**Work to complete:** If a line below contains the string "impl", return that line.

[Saved entries]

★ ★ ★ ★ ★

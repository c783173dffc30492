//! Error taxonomy and propagation (section 7).
//!
//! Three propagation mechanisms, not to be confused with each other:
//!
//! - **Raised errors** ([`RuntimeError`] wrapped in [`Bounce::Raised`](crate::level::Bounce::Raised))
//!   are ordinary values that a step may produce; they decay into a throw unless
//!   the call site opts in to catching them (`try`-style constructs).
//! - **Throws** ([`Throw`]) unwind the level stack; they carry a label cell and a
//!   value cell, matched by `catch/name`.
//! - **Panics** are `debug_assert!`/`panic!` for invariant violations only — never
//!   used for ordinary control flow, and never caught by this crate.

use std::fmt;

use crate::cell::Cell;

/// The five error categories of section 7, each owning a disjoint range of
/// numeric ids so a host can dispatch on `(category, id)` without string
/// comparison.
#[derive(Debug, Clone, Copy, PartialEq, Eq, Hash, strum::Display, strum::EnumString, strum::IntoStaticStr)]
#[strum(serialize_all = "kebab-case")]
pub enum ExcCategory {
    /// Invariant violations, out-of-memory, stack overflow.
    Internal,
    /// Scanner/loader failures.
    Syntax,
    /// Type mismatches, missing args, bad refinements, unbound words.
    Script,
    /// Overflow, divide by zero, out-of-range.
    Math,
    /// Protected/locked/frozen series, I/O and port errors.
    Access,
}

/// A surfaced runtime error: category, numeric id, message template, and
/// positional argument cells for interpolation.
///
/// `RuntimeError` never carries a raw, already-formatted `String` in place of
/// a template + args: this keeps the category/id introspectable without
/// re-parsing a rendered message.
#[derive(Debug, Clone)]
pub struct RuntimeError {
    pub category: ExcCategory,
    pub id: u32,
    pub template: String,
    pub args: Vec<Cell>,
}

impl RuntimeError {
    /// Creates a `RuntimeError` with no interpolation args and id 0 (generic).
    #[must_use]
    pub fn new(category: ExcCategory, template: impl Into<String>) -> Self {
        Self {
            category,
            id: 0,
            template: template.into(),
            args: Vec::new(),
        }
    }

    /// Creates a `RuntimeError` with a specific numeric id and interpolation args.
    #[must_use]
    pub fn with_args(category: ExcCategory, id: u32, template: impl Into<String>, args: Vec<Cell>) -> Self {
        Self {
            category,
            id,
            template: template.into(),
            args,
        }
    }

    /// An unbound-word error, the single most common Script error (section 4.1).
    #[must_use]
    pub fn unbound(symbol: &str) -> Self {
        Self::new(ExcCategory::Script, format!("{symbol} is unbound"))
    }

    /// A type-check failure for a parameter (section 4.6).
    #[must_use]
    pub fn type_mismatch(param: &str, expected: &str) -> Self {
        Self::new(
            ExcCategory::Script,
            format!("{param} does not satisfy type test: {expected}"),
        )
    }
}

impl fmt::Display for RuntimeError {
    fn fmt(&self, f: &mut fmt::Formatter<'_>) -> fmt::Result {
        write!(f, "** {} Error: {}", self.category, self.template)
    }
}

impl std::error::Error for RuntimeError {}

/// A throw in flight: unwinds the level stack until a `catch/name` with a
/// matching label claims it, or it escapes the outermost level.
#[derive(Debug, Clone)]
pub struct Throw {
    /// `None` means an unnamed throw, caught by a bare `catch` (no `/name`).
    pub label: Option<Cell>,
    pub value: Cell,
}

impl Throw {
    #[must_use]
    pub fn new(value: Cell) -> Self {
        Self { label: None, value }
    }

    #[must_use]
    pub fn named(label: Cell, value: Cell) -> Self {
        Self {
            label: Some(label),
            value,
        }
    }

    /// Whether a `catch/name` with the given label (or a bare `catch` if `None`)
    /// would claim this throw.
    #[must_use]
    pub fn matches(&self, catch_label: Option<&Cell>) -> bool {
        match (catch_label, &self.label) {
            (None, None) => true,
            (Some(want), Some(have)) => want.same_identity(have),
            _ => false,
        }
    }
}

pub type RunResult<T> = Result<T, RuntimeError>;

#[cfg(test)]
mod tests {
    use super::*;
    use crate::cell::Cell;
    use crate::intern::Interner;

    #[test]
    fn unnamed_throw_matches_bare_catch_only() {
        let t = Throw::new(Cell::integer(1));
        assert!(t.matches(None));
        assert!(!t.matches(Some(&Cell::integer(1))));
    }

    #[test]
    fn named_throw_matches_same_symbol() {
        let mut interner = Interner::new();
        let x = interner.intern("x");
        let t = Throw::named(Cell::word(x, None), Cell::integer(1));
        assert!(t.matches(Some(&Cell::word(x, None))));
    }
}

★ ★ ★ ★ ★

**Solution to the problem:**
impl RuntimeError {
    pub fn new(category: ExcCategory, template: impl Into<String>) -> Self {
    pub fn with_args(category: ExcCategory, id: u32, template: impl Into<String>, args: Vec<Cell>) -> Self {
impl fmt::Display for RuntimeError {
impl std::error::Error for RuntimeError {}
impl Throw {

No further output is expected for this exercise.